Without love, humanity could not exist for a day. Yet,
if we call the achievement of interpersonal union “love”, we find ourselves in
a serious difficulty. Fusion can be achieved in different ways - and the
differences are not less significant than what is common to the various forms
of love. Should they all be called love? Or should we reserve the word “love”
only for a specific kind of union, one which has been the ideal virtue in all
great humanistic religions and philosophical systems of the last four thousand
years of Western and Eastern history?
As with all semantic difficulties, the answer can only
be arbitrary. What matters is that we know what kind of union we are talking
about when we speak of love. Do we refer to love as the mature answer to the
problem of existence, or do we speak of those immature forms of love which may
be called symbiotic union? In the
following pages I shall call love only the former. I shall begin the discussion
of “love” with the latter.
Symbiotic union has its
biological pattern in the relationship between the pregnant mother and the
foetus. They are two, and yet one. They live “together”, (sym-biosis), they need each other. The foetus is a part of the
mother, it receives everything it needs from her; mother is its world, as it
were; she feeds it, she protects it, but also her own life is enhanced by it.
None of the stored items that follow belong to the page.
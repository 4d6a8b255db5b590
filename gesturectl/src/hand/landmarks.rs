//! Hand landmark data structures.
//!
//! Models the 21 landmarks per hand reported by the external hand tracker
//! (MediaPipe Hands numbering).  Coordinates are normalized to the camera
//! frame: `x` grows to the right, `y` grows downward.

use serde::{Deserialize, Serialize};
use thiserror::Error;

// ── Landmark definitions ───────────────────────────────────

/// The 21 hand landmarks, in tracker index order.
#[derive(Debug, Clone, Copy, PartialEq, Eq, Hash)]
pub enum HandLandmark {
    Wrist,
    ThumbCmc,
    ThumbMcp,
    ThumbIp,
    ThumbTip,
    IndexMcp,
    IndexPip,
    IndexDip,
    IndexTip,
    MiddleMcp,
    MiddlePip,
    MiddleDip,
    MiddleTip,
    RingMcp,
    RingPip,
    RingDip,
    RingTip,
    PinkyMcp,
    PinkyPip,
    PinkyDip,
    PinkyTip,
}

/// Total number of landmarks per hand.
pub const LANDMARK_COUNT: usize = 21;

impl HandLandmark {
    /// Middle knuckle, used as the palm center.
    pub const PALM_CENTER: HandLandmark = HandLandmark::MiddleMcp;

    /// Convert landmark enum to array index (0-20).
    pub fn index(&self) -> usize {
        *self as usize
    }

    /// Fingertip landmarks, thumb first.
    pub fn fingertips() -> [HandLandmark; 5] {
        [
            Self::ThumbTip,
            Self::IndexTip,
            Self::MiddleTip,
            Self::RingTip,
            Self::PinkyTip,
        ]
    }
}

// ── Landmark ───────────────────────────────────────────────

/// A single tracked point in normalized frame coordinates.
#[derive(Debug, Clone, Copy, Default, PartialEq, Serialize, Deserialize)]
pub struct Landmark {
    pub x: f32,
    pub y: f32,
    /// Relative depth; unused by the 2D predicates.
    #[serde(default)]
    pub z: f32,
}

impl Landmark {
    pub fn new(x: f32, y: f32) -> Self {
        Self { x, y, z: 0.0 }
    }
}

// ── Hand frame ─────────────────────────────────────────────

/// Reasons a tracker sample is rejected before any predicate sees it.
#[derive(Debug, Clone, PartialEq, Error)]
pub enum FrameError {
    #[error("expected {LANDMARK_COUNT} landmarks, got {0}")]
    WrongLandmarkCount(usize),

    #[error("landmark {index} has a non-finite coordinate")]
    NonFinite { index: usize },
}

/// One detected hand in one camera frame: exactly 21 landmarks.
#[derive(Debug, Clone, PartialEq)]
pub struct HandFrame {
    landmarks: [Landmark; LANDMARK_COUNT],
}

impl HandFrame {
    /// Validate a tracker sample.  Anything other than 21 finite points is
    /// rejected so predicates can index landmarks unconditionally.
    pub fn new(landmarks: Vec<Landmark>) -> Result<Self, FrameError> {
        if let Some(index) = landmarks
            .iter()
            .position(|l| !l.x.is_finite() || !l.y.is_finite())
        {
            return Err(FrameError::NonFinite { index });
        }
        let landmarks: [Landmark; LANDMARK_COUNT] = landmarks
            .try_into()
            .map_err(|v: Vec<Landmark>| FrameError::WrongLandmarkCount(v.len()))?;
        Ok(Self { landmarks })
    }

    /// Position of a landmark.
    pub fn point(&self, landmark: HandLandmark) -> Landmark {
        self.landmarks[landmark.index()]
    }

    /// All landmarks in tracker index order.
    pub fn landmarks(&self) -> &[Landmark; LANDMARK_COUNT] {
        &self.landmarks
    }
}

impl TryFrom<Vec<Landmark>> for HandFrame {
    type Error = FrameError;

    fn try_from(landmarks: Vec<Landmark>) -> Result<Self, Self::Error> {
        Self::new(landmarks)
    }
}

// ── Test helpers ───────────────────────────────────────────

/// A frame with every landmark at the center of the image.
#[cfg(test)]
pub(crate) fn make_frame() -> HandFrame {
    HandFrame {
        landmarks: [Landmark::new(0.5, 0.5); LANDMARK_COUNT],
    }
}

#[cfg(test)]
pub(crate) fn set_landmark(frame: &mut HandFrame, landmark: HandLandmark, x: f32, y: f32) {
    frame.landmarks[landmark.index()] = Landmark::new(x, y);
}

#[cfg(test)]
pub(crate) fn set_y(frame: &mut HandFrame, landmark: HandLandmark, y: f32) {
    frame.landmarks[landmark.index()].y = y;
}

#[cfg(test)]
pub(crate) fn set_x(frame: &mut HandFrame, landmark: HandLandmark, x: f32) {
    frame.landmarks[landmark.index()].x = x;
}

// ── Tests ──────────────────────────────────────────────────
In the psychic symbiotic union, the
two bodies are independent, but the same kind of attachment exists
psychologically.
The passive
form of the symbiotic union is that of submission, or if we use a clinical
term, of masochism. The masochistic
person escapes from the unbearable feeling of isolation and separateness by making
himself part and parcel of another person who directs him, guides him, protects
him; who is his life and his oxygen, as it were. The power of the one to whom
one submits is inflated, may he be a person or a god; he is everything, I am
nothing, except inasmuch as I am part of him. As a part, I am part of
greatness, of power, of certainty. The masochistic person does not have to make
decisions, does not have to take any risks; he is never alone - but he is not
independent; he has no integrity; he is not yet fully born. In a religious
context the object of worship is called an idol; in a secular context of a
masochistic love relationship the essential mechanism, that of idolatry, is the
same. The masochistic relationship can be blended with physical, sexual desire;
in this case it is not only a submission in which one’s mind participates, but
also one’s whole body. There can be masochistic submission to fate, to
sickness, to rhythmic music, to the orgiastic state produced by drugs or under
hypnotic trance - in all these instances the person renounces his integrity,
makes himself the instrument of somebody or something outside of himself; he
need not solve the problem of living by productive activity.
The active form
of symbiotic fusion is domination or, to use the psychological term
corresponding to masochism, sadism.
The sadistic person wants to escape from his aloneness and his sense of
imprisonment by making another person part and parcel of himself. He inflates
and enhances himself by incorporating another person, who worships him.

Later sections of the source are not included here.